Rep. Greg Vitali (D-Delaware), Minority Chair of the House Environmental Resources and Energy Committee, said "While the Corbett administration will claim this so-called 'zero surface disturbance' plan will not harm our state parks and forests, the damage has been done and will continue to be done as horizontal drilling occurs.
"This drilling will be done under fragile ecosystems and habitats for rare and endangered species. We need to protect this land for future generations. This is something the public does not support and is something Gov. Corbett's own DCNR acknowledges as negative.
"The timing of Governor Corbett's announcement, on a late Friday afternoon before the Memorial Day weekend when the public is not paying attention, is appalling. And it is consistent with his total lack of transparency where drilling is concerned. He is fighting transparency and protection of our forests every step of the way."

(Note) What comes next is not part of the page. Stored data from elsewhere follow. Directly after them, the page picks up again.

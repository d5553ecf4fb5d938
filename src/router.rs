//! Inbound transfer classification
//!
//! This module handles:
//! - Resolving which asset reported an inbound transfer (primary token,
//!   derivative token, or neither) into an explicit variant
//! - Decoding the talent reference carried in a stake payload
//! - The acknowledgement value returned to the transfer protocol
//!
//! Classification is resolved exactly once per notification; the ledger
//! dispatches on the resulting variant instead of re-querying the
//! collaborators.

use crate::error::{Error, Result};
use crate::phase::PhaseGate;
use crate::tokens::DerivativeTokens;
use crate::types::Address;

/// Acknowledgement returned to the calling transfer protocol when an
/// inbound transfer was accepted. A compliant asset contract aborts the
/// whole transfer when it receives anything else.
pub const TRANSFER_ACK: [u8; 4] = [0x88, 0xa7, 0xca, 0x5c];

/// The role of the asset that reported an inbound transfer.
#[derive(Debug, Clone, Copy, PartialEq, Eq)]
pub enum InboundAsset {
    /// The designated primary token: the transfer is a stake deposit.
    Primary,

    /// A recognized derivative token: the transfer is an unstake/refund.
    Derivative,

    /// Anything else; the transfer must be rejected.
    Unrecognized,
}

/// Resolve the reporting asset into its [`InboundAsset`] role.
pub fn classify(
    asset: Address,
    phase: &dyn PhaseGate,
    derivatives: &dyn DerivativeTokens,
) -> InboundAsset {
    if phase.primary_token() == Some(asset) {
        return InboundAsset::Primary;
    }

    if derivatives.is_recognized(asset) {
        return InboundAsset::Derivative;
    }

    InboundAsset::Unrecognized
}

/// Decode a talent-token reference from a stake payload.
///
/// The payload must be exactly one address long; anything shorter or longer
/// is a malformed notification.
pub fn decode_talent_ref(payload: &[u8]) -> Result<Address> {
    if payload.len() != Address::LEN {
        return Err(Error::PayloadLength {
            expected: Address::LEN,
            actual: payload.len(),
        });
    }

    let mut bytes = [0u8; Address::LEN];
    bytes.copy_from_slice(payload);

    Ok(Address::new(bytes))
}
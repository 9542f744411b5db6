// This Source Code Form is subject to the terms of the Mozilla Public
// License, v. 2.0. If a copy of the MPL was not distributed with this
// file, You can obtain one at https://mozilla.org/MPL/2.0/.

pub(crate) mod arena;
pub(crate) mod indexes;

use core::hash::BuildHasher;

use ahash::{AHashMap, RandomState};
use hashbrown::HashTable;

use crate::{
    inline_cache::InlineCacheRecord,
    object_model::{
        Object, ObjectShape, PropertyKey, object::ObjectRecord,
        property_key::PropertyKeyRecord, shape::ObjectShapeRecord,
    },
};

use self::arena::Arena;

/// All records owned by one [`Agent`](crate::Agent).
///
/// Records refer to each other only through handles; ownership between
/// them is expressed with reference counts kept in the records themselves.
#[derive(Debug)]
pub(crate) struct Heap {
    pub(crate) keys: Arena<PropertyKeyRecord>,
    /// Intern table from key name to key. Holds no references.
    pub(crate) key_lookup_table: HashTable<PropertyKey>,
    pub(crate) key_hasher: RandomState,
    pub(crate) object_shapes: Arena<ObjectShapeRecord>,
    /// Root Object Shape of every prototype, including `None`. Weakly held.
    pub(crate) root_shapes: AHashMap<Option<Object>, ObjectShape>,
    pub(crate) objects: Arena<ObjectRecord>,
    pub(crate) inline_caches: Arena<InlineCacheRecord>,
}

impl Heap {
    pub(crate) fn new() -> Self {
        Self {
            keys: Arena::with_capacity(64),
            key_lookup_table: HashTable::with_capacity(64),
            key_hasher: RandomState::new(),
            object_shapes: Arena::with_capacity(64),
            root_shapes: AHashMap::with_capacity(16),
            objects: Arena::with_capacity(256),
            inline_caches: Arena::with_capacity(16),
        }
    }

    pub(crate) fn hash_key_name(&self, name: &str) -> u64 {
        BuildHasher::hash_one(&self.key_hasher, name)
    }
}

pub(crate) trait CreateHeapData<T, F> {
    /// Moves the record into the heap and returns its handle. The record
    /// starts out with the reference count it was created with.
    fn create(&mut self, data: T) -> F;
}
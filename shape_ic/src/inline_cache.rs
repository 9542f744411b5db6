// This Source Code Form is subject to the terms of the Mozilla Public
// License, v. 2.0. If a copy of the MPL was not distributed with this
// file, You can obtain one at https://mozilla.org/MPL/2.0/.

//! Per-function property access inline caches.
//!
//! ## Lifecycle
//!
//! 1. [`InlineCache::init`] when compilation of a function starts.
//! 2. [`InlineCache::reserve_slot`] for every property key the compiler
//!    plants a cache site for. Reserving a key twice is a no-op.
//! 3. [`InlineCache::freeze`] once compilation is done. Every key gets a
//!    dense ring index and one ring of [`RING_CAPACITY`] items.
//! 4. [`InlineCache::lookup`] and [`InlineCache::fill`] while the function
//!    runs.
//! 5. [`InlineCache::destroy`] when the function is destroyed.

pub mod access;
mod hash_index;
pub(crate) mod ring;

pub use ring::{CacheHit, RING_CAPACITY, RingItemState};

use crate::{
    error::{AllocationSite, IcError, IcResult, ProtocolViolation},
    execution::Agent,
    heap::{CreateHeapData, Heap, indexes::heap_handle},
    object_model::PropertyKey,
};

use self::{hash_index::HashIndex, ring::RingSlot};

heap_handle!(
    /// Property access inline cache of one compiled function.
    InlineCache
);

/// Hit and miss counters of one inline cache.
#[derive(Debug, Default, Clone, Copy, PartialEq, Eq)]
pub struct IcStats {
    pub hits: u64,
    pub misses: u64,
    pub fills: u64,
    /// Fills that replaced a bound item.
    pub evictions: u64,
    /// Items reset by a fired watchpoint.
    pub invalidations: u64,
}

#[derive(Debug, Clone, Copy, PartialEq, Eq)]
pub enum SlotReservation {
    Reserved,
    /// The key already has a slot. Not an error.
    AlreadyPresent,
}
// This Source Code Form is subject to the terms of the Mozilla Public
// License, v. 2.0. If a copy of the MPL was not distributed with this
// file, You can obtain one at https://mozilla.org/MPL/2.0/.

//! Compile-time index from property key to ring slot.

use crate::{
    error::{AllocationSite, IcError, IcResult},
    object_model::PropertyKey,
};

const INITIAL_HASH_BITS: u32 = 2;
const HASH_MULTIPLIER: u32 = 0x9e37_0001;

#[derive(Debug)]
struct HashEntry {
    /// Owned duplicate of the key.
    key: PropertyKey,
    /// Ring index. Meaningless until the index is frozen.
    index: u32,
    next: Option<u32>,
}

/// Open-chaining hash table over a power-of-two bucket array.
///
/// Entries live in a vector in insertion order and are chained by position.
/// The table only ever grows.
#[derive(Debug)]
pub(crate) struct HashIndex {
    bits: u32,
    buckets: Vec<Option<u32>>,
    entries: Vec<HashEntry>,
}

#[inline(always)]
fn bucket_of(key: PropertyKey, bits: u32) -> usize {
    (key.id().wrapping_mul(HASH_MULTIPLIER) >> (32 - bits)) as usize
}

impl HashIndex {
    pub(crate) fn new() -> IcResult<Self> {
        let mut buckets = Vec::new();
        buckets
            .try_reserve_exact(1 << INITIAL_HASH_BITS)
            .map_err(IcError::allocation(AllocationSite::HashBuckets))?;
        buckets.resize(1 << INITIAL_HASH_BITS, None);
        Ok(Self {
            bits: INITIAL_HASH_BITS,
            buckets,
            entries: Vec::new(),
        })
    }

    pub(crate) fn len(&self) -> usize {
        self.entries.len()
    }

    pub(crate) fn capacity(&self) -> usize {
        self.buckets.len()
    }

    fn find(&self, key: PropertyKey) -> Option<&HashEntry> {
        let mut cursor = self.buckets[bucket_of(key, self.bits)];
        while let Some(i) = cursor {
            let entry = &self.entries[i as usize];
            if entry.key == key {
                return Some(entry);
            }
            cursor = entry.next;
        }
        None
    }

    pub(crate) fn contains(&self, key: PropertyKey) -> bool {
        self.find(key).is_some()
    }

    /// Ring index assigned to `key`. Only meaningful after
    /// [`HashIndex::assign_ring_indexes`].
    pub(crate) fn ring_index_of(&self, key: PropertyKey) -> Option<u32> {
        self.find(key).map(|entry| entry.index)
    }

    /// Insert `key`, which must not be present yet. The caller transfers one
    /// reference of `key` to the index on success.
    pub(crate) fn insert(&mut self, key: PropertyKey) -> IcResult<()> {
        debug_assert!(!self.contains(key));
        if self.entries.len() + 1 >= self.capacity() {
            self.grow()?;
        }
        self.entries
            .try_reserve(1)
            .map_err(IcError::allocation(AllocationSite::HashEntry))?;
        self.entries.push(HashEntry {
            key,
            index: 0,
            next: None,
        });
        self.link_at_tail((self.entries.len() - 1) as u32);
        Ok(())
    }

    /// Double the bucket array and rehash every entry.
    ///
    /// Entries are relinked in insertion order, so each chain stays in
    /// insertion order.
    fn grow(&mut self) -> IcResult<()> {
        let bits = self.bits + 1;
        let mut buckets = Vec::new();
        buckets
            .try_reserve_exact(1 << bits)
            .map_err(IcError::allocation(AllocationSite::HashBuckets))?;
        buckets.resize(1 << bits, None);
        self.bits = bits;
        self.buckets = buckets;
        for i in 0..self.entries.len() {
            self.entries[i].next = None;
            self.link_at_tail(i as u32);
        }
        Ok(())
    }

    fn link_at_tail(&mut self, entry: u32) {
        let bucket = bucket_of(self.entries[entry as usize].key, self.bits);
        let Some(mut cursor) = self.buckets[bucket] else {
            self.buckets[bucket] = Some(entry);
            return;
        };
        while let Some(next) = self.entries[cursor as usize].next {
            cursor = next;
        }
        self.entries[cursor as usize].next = Some(entry);
    }

    /// Entries in bucket-major, then chain order.
    fn chain_order(&self) -> impl Iterator<Item = usize> + '_ {
        self.buckets.iter().flat_map(move |head| {
            core::iter::successors(head.map(|i| i as usize), move |&i| {
                self.entries[i].next.map(|next| next as usize)
            })
        })
    }

    /// Assign dense ring indexes in bucket-major, then chain order and return
    /// the keys by ring index.
    pub(crate) fn assign_ring_indexes(&mut self) -> IcResult<Vec<PropertyKey>> {
        let mut keys = Vec::new();
        keys.try_reserve_exact(self.entries.len())
            .map_err(IcError::allocation(AllocationSite::RingCache))?;
        let order: Vec<usize> = self.chain_order().collect();
        for (index, entry) in order.into_iter().enumerate() {
            let entry = &mut self.entries[entry];
            entry.index = index as u32;
            keys.push(entry.key);
        }
        debug_assert_eq!(keys.len(), self.entries.len());
        Ok(keys)
    }

    /// Hand back the owned keys in bucket-major, then chain order, emptying
    /// the index.
    pub(crate) fn drain_keys(&mut self) -> Vec<PropertyKey> {
        let keys = self
            .chain_order()
            .map(|i| self.entries[i].key)
            .collect();
        self.entries.clear();
        self.buckets.iter_mut().for_each(|head| *head = None);
        keys
    }
}
// This Source Code Form is subject to the terms of the Mozilla Public
// License, v. 2.0. If a copy of the MPL was not distributed with this
// file, You can obtain one at https://mozilla.org/MPL/2.0/.

use crate::execution::Agent;

use super::Object;

#[derive(Debug, Default, Clone, Copy, PartialEq, Eq)]
pub enum Value {
    #[default]
    Undefined,
    Null,
    Boolean(bool),
    Integer(i64),
    Object(Object),
}

impl Value {
    pub(crate) fn dup(self, agent: &mut Agent) -> Self {
        if let Value::Object(o) = self {
            o.dup(agent);
        }
        self
    }

    pub(crate) fn release(self, agent: &mut Agent) {
        if let Value::Object(o) = self {
            o.release(agent);
        }
    }
}

impl From<bool> for Value {
    fn from(value: bool) -> Self {
        Value::Boolean(value)
    }
}

impl From<i64> for Value {
    fn from(value: i64) -> Self {
        Value::Integer(value)
    }
}

impl From<Object> for Value {
    fn from(value: Object) -> Self {
        Value::Object(value)
    }
}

(Read a related story about Rep. Vitali’s request for more information about the drilling proposal from DCNR through the PA Open Records Office.)
Some Environmental Groups React
Representatives of eight environmental groups-- Joanne Kilgour, director, Sierra Club Pennsylvania Chapter, David Masur, executive director, PennEnvironment, Josh McNeil, executive director, Conservation Voters of Pennsylvania, Curt Ashenfelter, executive director, Keystone Trails Association, Nathan Sooy, Clean Water Action, Ron Evans, president, Pennsylvania Environmental Defense Foundation, Philip S. Wallis, executive director, Audubon Pennsylvania and Cindy Dunn, president and CEO, PennFuture issued the following statement on the Executive Order--
“Gov. Tom Corbett’s decision to lift a three-year-old moratorium to expand leasing of public lands for gas development underscores the short-sighted nature of his stewardship of our natural resources. In place of the 2010 moratorium, the governor today signed a new executive order that would allow new leasing that would not “result in additional surface disturbance on state forest or state park lands.”
“The governor's suggestion that this new leasing would have “no long term surface disturbances” belies reality because many types of gas development activities will have significant impacts on Pennsylvania's public lands even though they may not constitute “surface disturbance” (a term not defined in the new executive order).
“In February, the Corbett administration said that any new drilling would be “non-impact drilling. The executive order he has signed acknowledges that impacts will occur. However the Governor chooses to couch it, the bottom line is that expanded drilling under public lands will create more air pollution, more truck traffic, more water withdrawals, more toxic waste water, and more risk of accidents like the recent well explosion in Greene County and this week's explosion in Butler County.
“The Department of Conservation and Natural Resources’ recently released Marcellus monitoring report confirmed that drilling is already harming our state forests and highlights the need to keep the moratorium on further leasing in place. The impacts to date -- with less than 20 percent of the anticipated 3,000 wells yet to be drilled – already points to a significant diminishing of core forest resources including wildlife, air quality, water, and the public's right to enjoyment and recreation of these lands and the economic benefits that accrue.
“Pennsylvania’s public lands are held in the public trust and we cannot simply sell their rights to the highest bidder. Our state parks and forests should be an oasis for wildlife and for recreation -- not an ATM during budget season.”